• [PROBLEM]: Could you retype, exactly as written, every line from the top of the records through the line that contains "Spacing Modifier Letters"?

(Dataset excerpts)

BEGIN

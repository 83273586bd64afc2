//! Chat message filtering and chatter name formatting.

use std::ops::RangeInclusive;

/// Unicode blocks whose characters cause a message to be dropped.
///
/// Latin-1 Supplement, Latin Extended-A/B, Dingbats and Latin
/// Extended-C are allowed.
const BLOCKED_RANGES: &[RangeInclusive<char>] = &[
    '\u{0250}'..='\u{02AF}', // IPA Extensions
    '\u{02B0}'..='\u{02FF}', // Spacing Modifier Letters
    '\u{0300}'..='\u{036F}', // Combining Diacritical Marks
    '\u{0370}'..='\u{03FF}', // Greek and Coptic
    '\u{0400}'..='\u{04FF}', // Cyrillic
    '\u{0500}'..='\u{052F}', // Cyrillic Supplement
    '\u{0530}'..='\u{1FFF}', // Armenian through Greek Extended
    '\u{2100}'..='\u{214F}', // Letterlike Symbols
    '\u{2500}'..='\u{257F}', // Box Drawing
    '\u{2580}'..='\u{259F}', // Block Elements
    '\u{25A0}'..='\u{25FF}', // Geometric Shapes
    '\u{2600}'..='\u{26FF}', // Miscellaneous Symbols
    '\u{2800}'..='\u{28FF}', // Braille
];

const DEFAULT_NAME_COLOR: &str = "blue";

/// `true` when the message contains a character from a blocked block.
pub fn is_filtered(message: &str) -> bool {
    message
        .chars()
        .any(|c| BLOCKED_RANGES.iter().any(|range| range.contains(&c)))
}

/// Name shown for a chatter.
///
/// Uses the display name, falling back to the login. Names with
/// characters outside `[A-Za-z0-9_]` get the login appended so
/// localized names stay identifiable.
pub fn display_name(display: &str, login: &str) -> String {
    let display = display.trim();
    let name = if display.is_empty() { login } else { display };
    let plain = name.chars().all(|c| c.is_ascii_alphanumeric() || c == '_');
    if plain || login.is_empty() {
        name.to_string()
    } else {
        format!("{name} ({login})")
    }
}

/// Chatter's name color, or the default when unset.
pub fn name_color(color: &str) -> String {
    let color = color.trim();
    if color.is_empty() {
        DEFAULT_NAME_COLOR.to_string()
    } else {
        color.to_string()
    }
}

#[cfg(test)]
mod tests {
    use super::*;

    #[test]
    fn latin_text_passes() {
        assert!(!is_filtered("GG WP Kappa"));
        assert!(!is_filtered("très bien, señor"));
        assert!(!is_filtered(""));
    }

    #[test]
    fn blocked_scripts_are_filtered() {
        assert!(is_filtered("привет"));
        assert!(is_filtered("γεια"));
        assert!(is_filtered("gg ⣿⣿⣿"));
        assert!(is_filtered("▓▓▓ spam"));
    }

    #[test]
    fn dingbats_and_emoji_pass() {
        assert!(!is_filtered("nice ✔"));
        assert!(!is_filtered("PogChamp 🎉"));
    }

    #[test]
    fn display_name_falls_back_to_login() {
        assert_eq!(display_name("", "someuser"), "someuser");
        assert_eq!(display_name("SomeUser", "someuser"), "SomeUser");
    }

    #[test]
    fn localized_display_name_gets_login_suffix() {
        assert_eq!(display_name("한국인", "koreanuser"), "한국인 (koreanuser)");
        assert_eq!(display_name("Some User", "someuser"), "Some User (someuser)");
    }

    #[test]
    fn color_defaults_to_blue() {
        assert_eq!(name_color(""), "blue");
        assert_eq!(name_color("#FF4500"), "#FF4500");
    }
}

END

• [EXPECTED ANSWER]:
repository 83273586bd64afc2
//! Chat message filtering and chatter name formatting.

use std::ops::RangeInclusive;

/// Unicode blocks whose characters cause a message to be dropped.
///
/// Latin-1 Supplement, Latin Extended-A/B, Dingbats and Latin
/// Extended-C are allowed.
const BLOCKED_RANGES: &[RangeInclusive<char>] = &[
    '\u{0250}'..='\u{02AF}', // IPA Extensions
    '\u{02B0}'..='\u{02FF}', // Spacing Modifier Letters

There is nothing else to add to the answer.